What the task asks: Copy each line of the data beneath in which the word "ExpectedGrammarName" appears.

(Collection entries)

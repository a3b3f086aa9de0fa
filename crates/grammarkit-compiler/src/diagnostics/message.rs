use rowan::TextRange;

/// Diagnostic kinds ordered by priority (highest priority first).
///
/// When two diagnostics start at the same position, only the higher-priority
/// one is kept. Syntax problems come first, then problems that drop a rule,
/// then warnings about rules that still load.
#[derive(Debug, Clone, Copy, PartialEq, Eq, PartialOrd, Ord, Hash)]
pub enum DiagnosticKind {
    // Cascade into the rest of the file
    UnclosedGroup,
    UnclosedAttributes,

    // Something required is missing
    ExpectedHeader,
    ExpectedGrammarName,
    ExpectedRuleName,
    ExpectedColon,
    ExpectedSemicolon,
    ExpectedItem,
    ExpectedAttribute,

    // Something that doesn't belong
    UnmatchedParen,
    UnexpectedToken,
    MisplacedHeader,
    InvalidQuantifier,

    // Rule is dropped
    EmptyAlternative,
    InvalidPattern,
    InvalidDictionaryEntry,
    DuplicateDefinition,

    // Imports
    ImportNotFound,
    ImportCycle,

    // Rule loads, with a warning
    UnknownAttribute,
    InvalidPrecedence,
    UndefinedReference,
    UnknownCaptureGroup,
    ExtendUndefined,
    RecursionNoEscape,
    LeftRecursion,
    AmbiguousPrecedence,
    UndefinedPrecedenceTarget,
}

impl DiagnosticKind {
    pub fn default_severity(&self) -> Severity {
        match self {
            Self::UnknownAttribute
            | Self::InvalidPrecedence
            | Self::UndefinedReference
            | Self::UnknownCaptureGroup
            | Self::ExtendUndefined
            | Self::RecursionNoEscape
            | Self::LeftRecursion
            | Self::AmbiguousPrecedence
            | Self::UndefinedPrecedenceTarget => Severity::Warning,
            _ => Severity::Error,
        }
    }

    /// Whether this kind wins over `other` at the same position.
    pub fn suppresses(&self, other: &DiagnosticKind) -> bool {
        self < other
    }

    /// Base message for this diagnostic kind, used when no custom message is provided.
    pub fn fallback_message(&self) -> &'static str {
        match self {
            Self::UnclosedGroup => "missing closing `)`",
            Self::UnclosedAttributes => "missing closing `}`",

            Self::ExpectedHeader => "missing `grammar Name;` header",
            Self::ExpectedGrammarName => "expected grammar name",
            Self::ExpectedRuleName => "expected rule name",
            Self::ExpectedColon => "expected `:`",
            Self::ExpectedSemicolon => "expected `;`",
            Self::ExpectedItem => "expected a rule item",
            Self::ExpectedAttribute => "expected attribute name",

            Self::UnmatchedParen => "unmatched `)`",
            Self::UnexpectedToken => "unexpected token",
            Self::MisplacedHeader => "`grammar` header must come first",
            Self::InvalidQuantifier => "invalid quantifier",

            Self::EmptyAlternative => "empty alternative",
            Self::InvalidPattern => "invalid pattern",
            Self::InvalidDictionaryEntry => "dictionary entries must be literals",
            Self::DuplicateDefinition => "duplicate definition",

            Self::ImportNotFound => "imported grammar not found",
            Self::ImportCycle => "import cycle",

            Self::UnknownAttribute => "unknown attribute",
            Self::InvalidPrecedence => "invalid precedence",
            Self::UndefinedReference => "undefined reference",
            Self::UnknownCaptureGroup => "unknown capture group",
            Self::ExtendUndefined => "nothing to extend",
            Self::RecursionNoEscape => "infinite recursion: no escape path",
            Self::LeftRecursion => "left recursion",
            Self::AmbiguousPrecedence => "ambiguous precedence",
            Self::UndefinedPrecedenceTarget => "precedence refers to an undefined rule",
        }
    }

    /// Template for custom messages. Contains `{}` placeholder for caller-provided detail.
    pub fn custom_message(&self) -> String {
        match self {
            Self::DuplicateDefinition => "`{}` is already defined".to_string(),
            Self::UndefinedReference => "`{}` is not defined".to_string(),
            Self::UnknownCaptureGroup => "`${}` refers to no earlier capture group".to_string(),
            Self::UnknownAttribute => "unknown attribute `{}`".to_string(),
            Self::ImportNotFound => "grammar `{}` not found".to_string(),
            Self::ImportCycle => "import cycle: {}".to_string(),
            Self::ExtendUndefined => "`{}` extends nothing; defining it".to_string(),
            Self::RecursionNoEscape => "infinite recursion: `{}` has no escape path".to_string(),
            Self::LeftRecursion => "`{}` is left recursive".to_string(),
            Self::AmbiguousPrecedence => "ambiguous precedence between {}".to_string(),
            Self::UndefinedPrecedenceTarget => {
                "precedence refers to undefined rule `{}`".to_string()
            }

            Self::UnclosedGroup | Self::UnclosedAttributes => {
                format!("{}; {{}}", self.fallback_message())
            }

            // Standard pattern: fallback + context
            _ => format!("{}: {{}}", self.fallback_message()),
        }
    }

    /// Render the final message.
    ///
    /// - `None` → returns `fallback_message()`
    /// - `Some(detail)` → returns `custom_message()` with `{}` replaced by detail
    pub fn message(&self, msg: Option<&str>) -> String {
        match msg {
            None => self.fallback_message().to_string(),
            Some(detail) => self.custom_message().replace("{}", detail),
        }
    }
}

#[derive(Debug, Clone, Copy, PartialEq, Eq, Default)]
pub enum Severity {
    #[default]
    Error,
    Warning,
}

impl std::fmt::Display for Severity {
    fn fmt(&self, f: &mut std::fmt::Formatter<'_>) -> std::fmt::Result {
        match self {
            Severity::Error => write!(f, "error"),
            Severity::Warning => write!(f, "warning"),
        }
    }
}

#[derive(Debug, Clone, PartialEq, Eq)]
pub struct RelatedInfo {
    pub(crate) range: TextRange,
    pub(crate) message: String,
}

impl RelatedInfo {
    pub fn new(range: TextRange, message: impl Into<String>) -> Self {
        Self {
            range,
            message: message.into(),
        }
    }
}

#[derive(Debug, Clone, PartialEq, Eq)]
pub struct DiagnosticMessage {
    pub(crate) kind: DiagnosticKind,
    /// The range shown to the user (underlined in output).
    pub(crate) range: TextRange,
    pub(crate) message: String,
    pub(crate) related: Vec<RelatedInfo>,
}

impl DiagnosticMessage {
    pub(crate) fn new(kind: DiagnosticKind, range: TextRange, message: impl Into<String>) -> Self {
        Self {
            kind,
            range,
            message: message.into(),
            related: Vec::new(),
        }
    }

    pub(crate) fn with_default_message(kind: DiagnosticKind, range: TextRange) -> Self {
        Self::new(kind, range, kind.fallback_message())
    }

    pub fn kind(&self) -> DiagnosticKind {
        self.kind
    }

    pub fn range(&self) -> TextRange {
        self.range
    }

    pub fn message(&self) -> &str {
        &self.message
    }

    pub fn severity(&self) -> Severity {
        self.kind.default_severity()
    }

    pub fn is_error(&self) -> bool {
        self.severity() == Severity::Error
    }

    pub fn is_warning(&self) -> bool {
        self.severity() == Severity::Warning
    }
}

impl std::fmt::Display for DiagnosticMessage {
    fn fmt(&self, f: &mut std::fmt::Formatter<'_>) -> std::fmt::Result {
        write!(
            f,
            "{} at {}..{}: {}",
            self.severity(),
            u32::from(self.range.start()),
            u32::from(self.range.end()),
            self.message
        )?;
        for related in &self.related {
            write!(
                f,
                " (related: {} at {}..{})",
                related.message,
                u32::from(related.range.start()),
                u32::from(related.range.end())
            )?;
        }
        Ok(())
    }
}
//! Annotated source reports for grammar files.
//!
//! Reports list diagnostics in source order after [`Diagnostics::filtered`]
//! has dropped same-offset duplicates. Related spans are drawn as secondary
//! annotations in the same snippet.

use std::ops::Range;
use std::path::Path;

use annotate_snippets::{AnnotationKind, Group, Level, Renderer, Snippet};
use rowan::TextRange;

use super::{DiagnosticMessage, Diagnostics, Severity};

impl Diagnostics {
    pub fn render(&self, source: &str) -> String {
        self.render_colored(source, false)
    }

    pub fn render_colored(&self, source: &str, colored: bool) -> String {
        render(self, source, None, colored)
    }

    /// Like [`Diagnostics::render_colored`], with each snippet headed by `path`.
    pub fn render_file(&self, path: &Path, source: &str, colored: bool) -> String {
        let path = path.display().to_string();
        render(self, source, Some(&path), colored)
    }
}

fn render(diagnostics: &Diagnostics, source: &str, path: Option<&str>, colored: bool) -> String {
    let renderer = if colored {
        Renderer::styled()
    } else {
        Renderer::plain()
    };
    diagnostics
        .filtered()
        .sorted()
        .iter()
        .map(|diag| renderer.render(&[group(diag, source, path)]).to_string())
        .collect::<Vec<_>>()
        .join("\n")
}

fn group<'a>(diag: &'a DiagnosticMessage, source: &'a str, path: Option<&'a str>) -> Group<'a> {
    let mut snippet = Snippet::source(source).line_start(1).annotation(
        AnnotationKind::Primary
            .span(snippet_span(diag.range, source))
            .label(&diag.message),
    );
    if let Some(path) = path {
        snippet = snippet.path(path);
    }
    for related in &diag.related {
        snippet = snippet.annotation(
            AnnotationKind::Context
                .span(snippet_span(related.range, source))
                .label(&related.message),
        );
    }

    let level = match diag.severity() {
        Severity::Error => Level::ERROR,
        Severity::Warning => Level::WARNING,
    };
    level.primary_title(&diag.message).element(snippet)
}

/// Byte range to underline. An empty range covers the character after it, or
/// the last character when it sits at the end of the file.
fn snippet_span(range: TextRange, source: &str) -> Range<usize> {
    let start = usize::from(range.start()).min(source.len());
    let end = usize::from(range.end()).min(source.len());
    if start < end {
        return start..end;
    }
    if let Some(c) = source[start..].chars().next() {
        return start..start + c.len_utf8();
    }
    match source[..start].chars().next_back() {
        Some(c) => start - c.len_utf8()..start,
        None => start..start,
    }
}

Finished exercise:
    ExpectedGrammarName,
            Self::ExpectedGrammarName => "expected grammar name",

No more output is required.